I'm running Gene's Q4 M60 in a stretched 9P (added a TNC Detonator), with two 17670 cells. Works great!

I'm looking forward to the arrival of the Q5 M60...maybe today.


----------



## 021411

I hope I get my M60 tonight. I'll post comparo pics between the Malkoff SSC, Q2, and the new Q5. :thumbsup:


----------



## jbviau

Nice, will look forward to that! Thanks.


----------



## g8trwood

Will the brightness be the same at 6v and 9v?


----------



## Daylo

Just received my M60 today and WOW!!! Thanks Gene for the awesome product and fast shipping. Good luck and you can expect more orders from me in the future. Keep up the great work and best wishes to you and your family.


----------



## Shagbd

I just got my M60 module
i have an older 180 Lumen one and these new ones blow it away!

DAMMMM!


----------



## divine

I got your two M60 Q5 modules today. They are very nice. These are some of the warmest tint LED's I've seen. (I don't have a rebel here to compare it to, though.) Do you use brass for the reflector? (I know some lighting manufacturers are using "copper" and "gold" colored reflectors to warm up 4100K Metal Halide lights...) I'm not sure what I'm looking at through the colminator.

Okay, so my summaries.
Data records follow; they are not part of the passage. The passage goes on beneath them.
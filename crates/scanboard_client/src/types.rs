use serde::Deserialize;
use thiserror::Error;

use crate::validate::ValidationError;

pub type JobId = String;

/// A decoded push event from the subscription stream.
#[derive(Debug, Clone, PartialEq, Eq)]
pub struct TaskEvent {
    pub task: TaskKind,
    pub uuid: JobId,
    pub status: Option<String>,
}

#[derive(Debug, Clone, Copy, PartialEq, Eq)]
pub enum TaskKind {
    Create,
    Update,
    Delete,
}

impl TaskKind {
    fn parse(raw: &str) -> Option<Self> {
        match raw {
            "create" => Some(TaskKind::Create),
            "update" => Some(TaskKind::Update),
            "delete" => Some(TaskKind::Delete),
            _ => None,
        }
    }
}

#[derive(Debug, Deserialize)]
struct RawTaskEvent {
    task: String,
    uuid: String,
    #[serde(default)]
    status: Option<String>,
}

#[derive(Debug, Error)]
pub(crate) enum EventDecodeError {
    #[error("malformed event payload: {0}")]
    Malformed(#[from] serde_json::Error),
    #[error("unknown task '{0}'")]
    UnknownTask(String),
}

/// Decodes one SSE data payload into a [`TaskEvent`].
pub(crate) fn decode_event(payload: &str) -> Result<TaskEvent, EventDecodeError> {
    let raw: RawTaskEvent = serde_json::from_str(payload)?;
    let task = TaskKind::parse(&raw.task).ok_or(EventDecodeError::UnknownTask(raw.task))?;
    Ok(TaskEvent {
        task,
        uuid: raw.uuid,
        status: raw.status,
    })
}

/// One entry of the server-side job list. Extra fields are ignored.
#[derive(Debug, Clone, PartialEq, Eq, Deserialize)]
pub struct JobSummary {
    pub uuid: JobId,
    pub status: String,
}

/// Whether a raw wire status label means the job is finished.
///
/// Must agree with the status vocabulary of the state machine: a poll loop
/// stops itself on exactly the labels the registry treats as terminal.
pub fn is_terminal_label(status: &str) -> bool {
    let folded = status.trim().to_ascii_lowercase();
    matches!(folded.as_str(), "completed" | "failed" | "errored" | "error")
}

#[derive(Debug, Clone, PartialEq, Eq, Error)]
pub enum ApiError {
    /// Arguments rejected before any network call was made.
    #[error("{0}")]
    InvalidArgument(#[from] ValidationError),
    /// The service denied access.
    #[error("access forbidden")]
    Forbidden,
    /// The service answered with a non-success status.
    #[error("request rejected (http {status}): {body}")]
    Rejected { status: u16, body: String },
    /// The request never completed.
    #[error("transport error: {0}")]
    Transport(String),
    /// The service answered with something we could not decode.
    #[error("malformed response: {0}")]
    MalformedResponse(String),
}

/// Everything the client backend reports to its owner.
///
/// Poll observations and push events both end up here; the consumer applies
/// them through one serialized queue.
#[derive(Debug, Clone, PartialEq, Eq)]
pub enum ClientEvent {
    /// Submission accepted; the service returned a job id.
    Submitted { job_id: JobId },
    /// Submission failed before or during the network call.
    SubmitFailed { error: ApiError },
    /// A status observation from a per-job poll loop.
    PollStatus { job_id: JobId, status: String },
    /// A decoded push event.
    Push(TaskEvent),
    /// The push connection opened.
    PushOpened,
    /// The push connection errored or ended.
    PushErrored { detail: String },
    /// The server-side job list arrived.
    JobList(Vec<JobSummary>),
    /// The job list fetch failed.
    JobListFailed { error: ApiError },
    /// The server confirmed deletion of all jobs.
    JobsCleared,
    /// The delete-all request failed.
    ClearFailed { error: ApiError },
}

pub trait EventSink: Send + Sync {
    fn emit(&self, event: ClientEvent);
}

/// Sink backed by a std mpsc channel; the consumer drains on its own thread.
pub struct ChannelEventSink {
    tx: std::sync::mpsc::Sender<ClientEvent>,
}

impl ChannelEventSink {
    pub fn new(tx: std::sync::mpsc::Sender<ClientEvent>) -> Self {
        Self { tx }
    }
}

impl EventSink for ChannelEventSink {
    fn emit(&self, event: ClientEvent) {
        let _ = self.tx.send(event);
    }
}
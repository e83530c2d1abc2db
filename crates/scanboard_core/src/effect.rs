use crate::{JobId, JobStatus};

/// Commands the reconciler hands back to the platform layer.
///
/// The first group is I/O for the client backend; `JobChanged`/`JobRemoved`
/// are incremental notifications for the rendering adapter.
#[derive(Debug, Clone, PartialEq, Eq)]
pub enum Effect {
    /// Submit scan arguments to the job service.
    Submit { args: String },
    /// Start the fallback status poller for a job.
    StartPoll { job_id: JobId },
    /// Cancel the status poller for a job, if one is active.
    StopPoll { job_id: JobId },
    /// Cancel every active status poller.
    StopAllPolls,
    /// Fetch the server-side job list to seed the registry.
    FetchJobList,
    /// Ask the service to delete all jobs.
    ClearJobs,
    /// Tear down and re-establish the push connection.
    ReconnectPush,
    /// A job card changed.
    JobChanged { job_id: JobId, status: JobStatus },
    /// A job card disappeared.
    JobRemoved { job_id: JobId },
}
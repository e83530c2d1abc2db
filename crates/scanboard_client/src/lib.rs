//! Scanboard client: job service I/O and status channels.
mod api;
mod handle;
mod poll;
mod push;
mod types;
mod validate;

pub use api::{ApiClient, ClientConfig, StatusSource};
pub use handle::{ClientCommand, ClientHandle};
pub use poll::PollSet;
pub use push::PushChannel;
pub use types::{
    is_terminal_label, ApiError, ChannelEventSink, ClientEvent, EventSink, JobId, JobSummary,
    TaskEvent, TaskKind,
};
pub use validate::{validate_args, ValidationError, MAX_ARG_LENGTH};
The M60L (Low output) is a lot warmer than a P60L and it's brighter than a P60L. (I think the warm tint is deceiving me on exactly how much brighter it really is.) I see myself reaching for this before I reach for a light with a P60L.

The M60 is a lot warmer tint than a BOG Q5, not as hot of a hot spot, and at the edges of the spill, not as bright as the BOG, but it has a wider spill than the BOG. The differences are because of the colminator... This thing puts out a very different spill.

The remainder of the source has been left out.